Experts critical about speed of Dutch vaccination strategy
The Netherlands has 600 thousand doses of coronavirus vaccines in stock, most of which is needed as a safety stock in case deliveries fall short, according to outgoing Health Minister Hugo de Jonge. But various experts told Nieuwsuur that this backup stock can be much smaller and the injections faster.
De Jonge said in a press conference on Tuesday that the vaccination pace will increase from about 250 thousand injections a week, to more than 500 thousand next week. But according to him, an even faster pace is not possible despite the large stock.
The speed of vaccination "depends entirely on the speed at which the vaccines are delivered," he said. The doses kept on hand are the minimum safety stock needed to avoid having to cancel second dose appointments in the event of disappointing deliveries, he said, referring to AstraZeneca only delivering 40 percent of promised vaccines to the EU in the second quarter.

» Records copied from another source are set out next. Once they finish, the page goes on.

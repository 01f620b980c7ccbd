//! Error types for ParlayPool.

use crate::{RoundIndex, TicketId, Timestamp, UserId};
use thiserror::Error;

/// Main error type for ParlayPool operations.
///
/// Every variant is fatal to the call that produced it: no state is
/// persisted when an operation returns an error. Duplicate work (exercising
/// an exercised ticket, re-processing a depositor) is not an error and is
/// reported as a no-op instead.
#[derive(Error, Debug, Clone, PartialEq, Eq)]
pub enum PoolError {
    /// Not enough collateral staged to open the first round.
    #[error("Not enough deposits to start: required {required}, staged {staged}")]
    NotEnoughDeposits { required: String, staged: String },

    /// `start` was called twice.
    #[error("Pool already started")]
    PoolAlreadyStarted,

    /// Operation needs a started pool.
    #[error("Pool not started")]
    PoolNotStarted,

    /// Round does not exist.
    #[error("Unknown round: {0}")]
    UnknownRound(RoundIndex),

    /// Trading or exercising against a round that has already closed.
    #[error("Round {0} is closed")]
    RoundClosed(RoundIndex),

    /// Trading against a round that has not started yet.
    #[error("Round {0} has not started")]
    RoundNotStarted(RoundIndex),

    /// The round is being closed and no longer accepts trades or deposits.
    #[error("Round {0} closing is prepared")]
    RoundClosingPrepared(RoundIndex),

    /// `prepare_round_closing` was called twice.
    #[error("Round {0} closing already prepared")]
    RoundClosingAlreadyPrepared(RoundIndex),

    /// Closing step called before `prepare_round_closing`.
    #[error("Round {0} closing not prepared")]
    RoundClosingNotPrepared(RoundIndex),

    /// Closing prepared before the round's end time.
    #[error("Round {round} ends at {end_time}")]
    RoundNotEnded { round: RoundIndex, end_time: Timestamp },

    /// Closing preconditions unmet.
    #[error("Round {round} not ready to close: {reason}")]
    RoundNotReadyToClose { round: RoundIndex, reason: String },

    /// A ticket with this ID was already recorded.
    #[error("Ticket {0} already bound to a round")]
    TicketAlreadyBound(TicketId),

    /// Ticket recorded against a round other than the one its legs bind to.
    #[error("Ticket {ticket_id} binds to round {bound}, not {requested}")]
    WrongRoundBinding {
        ticket_id: TicketId,
        requested: RoundIndex,
        bound: RoundIndex,
    },

    /// Ticket not found.
    #[error("Ticket not found: {0}")]
    TicketNotFound(TicketId),

    /// Ticket has unresolved markets.
    #[error("Ticket {0} has unresolved markets")]
    TicketNotReady(TicketId),

    /// Ticket fields are inconsistent.
    #[error("Invalid ticket {ticket_id}: {reason}")]
    InvalidTicket { ticket_id: TicketId, reason: String },

    /// Round pool cannot cover the payout it would be liable for.
    #[error("Insufficient liquidity in round {round}: required {required}, available {available}")]
    InsufficientLiquidity {
        round: RoundIndex,
        required: String,
        available: String,
    },

    /// Ledger account balance too low for a transfer.
    #[error("Insufficient funds in {account}: required {required}, available {available}")]
    InsufficientFunds {
        account: String,
        required: String,
        available: String,
    },

    /// A conversion would silently drop precision.
    #[error("Precision loss converting {value} at {decimals} decimals")]
    PrecisionLoss { value: String, decimals: u32 },

    /// Fixed-point arithmetic overflowed.
    #[error("Arithmetic overflow in {0}")]
    ArithmeticOverflow(String),

    /// Collateral precision outside the supported range.
    #[error("Unsupported collateral decimals: {0}")]
    UnsupportedDecimals(u32),

    /// Amount is zero, negative or otherwise unusable.
    #[error("Invalid amount: {0}")]
    InvalidAmount(String),

    /// Deposit below the configured minimum.
    #[error("Deposit {amount} below minimum {minimum}")]
    DepositBelowMinimum { amount: String, minimum: String },

    /// Deposit would push the user above the configured maximum.
    #[error("Deposit would exceed maximum {maximum} for {user}")]
    DepositLimitExceeded { user: UserId, maximum: String },

    /// Pool already holds the maximum number of depositors.
    #[error("Maximum number of depositors ({0}) reached")]
    MaxUsersReached(usize),

    /// User already has an outstanding withdrawal request.
    #[error("Withdrawal already requested by {0}")]
    WithdrawalAlreadyRequested(UserId),

    /// User has nothing in the current round to withdraw.
    #[error("Nothing to withdraw for {0}")]
    NothingToWithdraw(UserId),

    /// Partial withdrawal share outside `(0, 1)`.
    #[error("Invalid withdrawal share: {0}")]
    InvalidWithdrawalShare(String),

    /// The risk layer refused to reserve the payout.
    #[error("Trade rejected: {0}")]
    TradeRejected(String),

    /// Batch operations need a positive batch size.
    #[error("Batch size must be greater than zero")]
    InvalidBatchSize,

    /// Configuration error.
    #[error("Configuration error: {0}")]
    ConfigurationError(String),
}

impl PoolError {
    /// Check if this error is retryable.
    ///
    /// Every error is a caller mistake or a detected corruption; retrying
    /// the same call without changing its input cannot succeed.
    pub fn is_retryable(&self) -> bool {
        false
    }

    /// Get a stable error code.
    pub fn error_code(&self) -> &'static str {
        match self {
            PoolError::NotEnoughDeposits { .. } => "NOT_ENOUGH_DEPOSITS",
            PoolError::PoolAlreadyStarted => "POOL_ALREADY_STARTED",
            PoolError::PoolNotStarted => "POOL_NOT_STARTED",
            PoolError::UnknownRound(_) => "UNKNOWN_ROUND",
            PoolError::RoundClosed(_) => "ROUND_CLOSED",
            PoolError::RoundNotStarted(_) => "ROUND_NOT_STARTED",
            PoolError::RoundClosingPrepared(_) => "ROUND_CLOSING_PREPARED",
            PoolError::RoundClosingAlreadyPrepared(_) => "ROUND_CLOSING_ALREADY_PREPARED",
            PoolError::RoundClosingNotPrepared(_) => "ROUND_CLOSING_NOT_PREPARED",
            PoolError::RoundNotEnded { .. } => "ROUND_NOT_ENDED",
            PoolError::RoundNotReadyToClose { .. } => "ROUND_NOT_READY_TO_CLOSE",
            PoolError::TicketAlreadyBound(_) => "TICKET_ALREADY_BOUND",
            PoolError::WrongRoundBinding { .. } => "WRONG_ROUND_BINDING",
            PoolError::TicketNotFound(_) => "TICKET_NOT_FOUND",
            PoolError::TicketNotReady(_) => "TICKET_NOT_READY",
            PoolError::InvalidTicket { .. } => "INVALID_TICKET",
            PoolError::InsufficientLiquidity { .. } => "INSUFFICIENT_LIQUIDITY",
            PoolError::InsufficientFunds { .. } => "INSUFFICIENT_FUNDS",
            PoolError::PrecisionLoss { .. } => "PRECISION_LOSS",
            PoolError::ArithmeticOverflow(_) => "ARITHMETIC_OVERFLOW",
            PoolError::UnsupportedDecimals(_) => "UNSUPPORTED_DECIMALS",
            PoolError::InvalidAmount(_) => "INVALID_AMOUNT",
            PoolError::DepositBelowMinimum { .. } => "DEPOSIT_BELOW_MINIMUM",
            PoolError::DepositLimitExceeded { .. } => "DEPOSIT_LIMIT_EXCEEDED",
            PoolError::MaxUsersReached(_) => "MAX_USERS_REACHED",
            PoolError::WithdrawalAlreadyRequested(_) => "WITHDRAWAL_ALREADY_REQUESTED",
            PoolError::NothingToWithdraw(_) => "NOTHING_TO_WITHDRAW",
            PoolError::InvalidWithdrawalShare(_) => "INVALID_WITHDRAWAL_SHARE",
            PoolError::TradeRejected(_) => "TRADE_REJECTED",
            PoolError::InvalidBatchSize => "INVALID_BATCH_SIZE",
            PoolError::ConfigurationError(_) => "CONFIGURATION_ERROR",
        }
    }

    /// Whether the error signals corrupted or lossy arithmetic rather than
    /// a caller mistake.
    pub fn is_precision_error(&self) -> bool {
        matches!(
            self,
            PoolError::PrecisionLoss { .. } | PoolError::ArithmeticOverflow(_)
        )
    }
}

/// Result type alias for ParlayPool operations.
pub type Result<T> = std::result::Result<T, PoolError>;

But experts Nieuwsuur spoke to disagree.
"The need is so great that I think it is unwise to keep so much safety stock," vaccination expert Herman van der Weide, who was responsible for the swine flu vaccination program in 2009, said to Nieuwsuur. "People who have not been vaccinated die every day. That is extremely sad. Make sure you have the option to vaccinate 24/7."
Health economist Maarten Postma also thinks the size of the safety stock can be reduced. "I would like to argue for an even greater acceleration by perhaps vaccinating 24/7 like in other countries, or by also using pharmacists."
Postma thinks the Ministry could even consider abandoning the safety stock completely. Like ICU expert Ernst Kuipers, he wants to use all the reserved doses to give as many people as possible their first shot. "Give as many people as possible a first shot. Go as quickly as possible towards a vaccination rate of 60 percent so that we achieve a kind of herd immunity with each other," he said.
Van der Weiden also thinks the focus should be on doing "everything possible to vaccinate as much as possible now, if necessary with one shot". According to him, this would mean that everyone could easily be partly vaccinated by June 1. "Vaccines now remain on the shelf. For heaven's sake, inject them."